Foot in Mouth
By Laura Stoeker
North Carolina State University
As a newly minted second year veterinary student and a recent hire as a technician at a local small animal clinic, I was hoping to pick up some hands-on veterinary skills on the weekends and some much needed cash. What is cash, you may ask? I often wonder myself since vet students don’t come in contact with it very often. That is an aside, however. On this Saturday in June I walked into the exam room and was greeted by a friendly middle-aged woman and her not-so-friendly elderly cat. Mary the cat had not been doing so well at home. She was an 18 year-old domestic short hair, thin, and ornery. At home, the owner complained that Mary would sometimes seem dizzy or disoriented. When placed on the clinic floor, Mary began circling. The circling was followed by wandering into a corner in the clinic and staying there. 18 year-old cat, circling, wandering into corners and staying there? I was pretty convinced that Mary had a brain tumor and was showing neurological symptoms. After all, how many video clips of circling animals do first year veterinary students get to watch during neurology lectures? 5….10….20? Enough to recognize it when they see it, in any case!

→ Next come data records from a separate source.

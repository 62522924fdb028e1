use crate::battle::rng::BattleRng;
use crate::battle::state::BattleEvent;
use crate::battle::stats::stage_multiplier;
use crate::moves::MoveData;
use crate::pokemon::PokemonInst;
use ordered_float::OrderedFloat;
use schema::{MoveCategory, PokemonType, StatType, StatusCondition};
use tracing::debug;

pub const CRITICAL_HIT_MULTIPLIER: f64 = 1.5;
pub const SAME_TYPE_BONUS: f64 = 1.5;

/// Result of one damage calculation. The target is untouched; applying
/// `damage` is the caller's job.
#[derive(Debug, Clone, PartialEq)]
pub struct DamageOutcome {
    pub damage: u16,
    pub critical: bool,
    pub effectiveness: f64,
    pub events: Vec<BattleEvent>,
}

impl DamageOutcome {
    pub fn narration(&self) -> String {
        self.events
            .iter()
            .filter_map(BattleEvent::format)
            .collect::<Vec<_>>()
            .join("\n")
    }
}

/// Critical hit check. The move's crit stage and the attacker's Critical
/// Ratio stage add up; above 3 the hit always crits without a roll.
pub fn roll_critical_hit(attacker: &PokemonInst, move_data: &MoveData, rng: &mut dyn BattleRng) -> bool {
    let effective_stage = move_data.crit_stage as i32 + attacker.stage(StatType::CriticalRatio) as i32;
    if effective_stage > 3 {
        debug!(effective_stage, "guaranteed critical hit");
        return true;
    }

    let ratio = 1.0 / 2f64.powi(4 - effective_stage);
    let roll = rng.next_unit("Critical Hit");
    let critical = ratio > roll;
    debug!(effective_stage, ratio, roll, critical, "critical hit roll");
    critical
}

/// Combined multiplier of `move_data` against `defender`.
///
/// Shadow moves skip the chart: 0.5 against a shadow defender, 2.0 otherwise.
/// Everything else multiplies all four attack/defense type pairings, with
/// `Typeless` contributing 1.0.
pub fn type_effectiveness(move_data: &MoveData, defender: &PokemonInst) -> f64 {
    if move_data.is_shadow() {
        return PokemonType::shadow_effectiveness(defender.is_shadow());
    }

    move_data
        .types()
        .iter()
        .flat_map(|&attack| {
            defender
                .types
                .iter()
                .map(move |&defense| PokemonType::type_effectiveness(attack, defense))
        })
        .product()
}

/// 1.5 for each of the move's types the attacker shares; 2.25 when both do.
pub fn same_type_bonus(attacker: &PokemonInst, move_data: &MoveData) -> f64 {
    move_data
        .types()
        .iter()
        .filter(|&&move_type| attacker.has_type(move_type))
        .fold(1.0, |bonus, _| bonus * SAME_TYPE_BONUS)
}

/// Attack and defense after stages. A critical hit ignores the attacker's
/// negative attack stage and the defender's positive defense stage.
fn effective_attack_and_defense(
    attacker: &PokemonInst,
    move_data: &MoveData,
    defender: &PokemonInst,
    critical: bool,
) -> (f64, f64) {
    let (attack_stat, defense_stat) = match move_data.category {
        MoveCategory::Physical => (StatType::Attack, StatType::Defense),
        MoveCategory::Special | MoveCategory::Status => {
            (StatType::SpecialAttack, StatType::SpecialDefense)
        }
    };

    let mut attack = attacker.stats.get(attack_stat) as f64;
    let attack_stage = attacker.stage(attack_stat);
    if attack_stage > 0 || (attack_stage < 0 && !critical) {
        attack *= stage_multiplier(attack_stage);
    }

    let mut defense = defender.stats.get(defense_stat) as f64;
    let defense_stage = defender.stage(defense_stat);
    if (defense_stage > 0 && !critical) || defense_stage < 0 {
        defense *= stage_multiplier(defense_stage);
    }

    (attack, defense)
}

/// Damage dealt by a damaging move, with its narration.
///
/// Draw order: critical hit roll (unless guaranteed), then damage variance.
pub fn calculate_damage(
    attacker: &PokemonInst,
    move_data: &MoveData,
    defender: &PokemonInst,
    rng: &mut dyn BattleRng,
) -> DamageOutcome {
    let mut events = Vec::new();

    let mut damage = (2.0 * attacker.level as f64 / 5.0 + 2.0) * move_data.power as f64;

    let critical = roll_critical_hit(attacker, move_data, rng);
    if critical {
        events.push(BattleEvent::CriticalHit {
            attacker: attacker.name().to_string(),
        });
    }

    let (attack, defense) = effective_attack_and_defense(attacker, move_data, defender, critical);
    damage *= attack / defense;
    damage /= 50.0;
    damage += 2.0;

    let mut modifier = 0.85 + 0.15 * rng.next_unit("Damage Variance");
    modifier *= same_type_bonus(attacker, move_data);

    if attacker.status == Some(StatusCondition::Burn) && move_data.category == MoveCategory::Physical {
        modifier /= 2.0;
    }

    let effectiveness = type_effectiveness(move_data, defender);
    modifier *= effectiveness;
    events.push(BattleEvent::Effectiveness {
        multiplier: OrderedFloat(effectiveness),
    });

    let crit_multiplier = if critical { CRITICAL_HIT_MULTIPLIER } else { 1.0 };
    damage *= modifier * crit_multiplier;

    let damage = damage.floor().clamp(0.0, u16::MAX as f64) as u16;
    debug!(
        attacker = attacker.name(),
        defender = defender.name(),
        move_name = %move_data.name,
        attack,
        defense,
        modifier,
        critical,
        damage,
        "damage calculated"
    );

    DamageOutcome {
        damage,
        critical,
        effectiveness,
        events,
    }
}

I gave a history to the veterinarian on call and mentioned my thoughts on the neurological symptoms. We entered the exam room and she proceeded with a head to tail physical examination. In the first few seconds of the exam, she had determined that Mary had no menace response and was incapable of tracking with her eyes. In fact, she determined that Mary was…..blind. Fortunately, the blindness was likely reversible as it was secondary to high blood pressure. But my chagrin was not reversible. Yes, I suppose that blindness could be another reason for a cat walking into a wall and wandering around in circles. I was short-sighted with my diagnosis, and my lesson for the day was a simple but important one: never turn a blind eye to alternative differentials.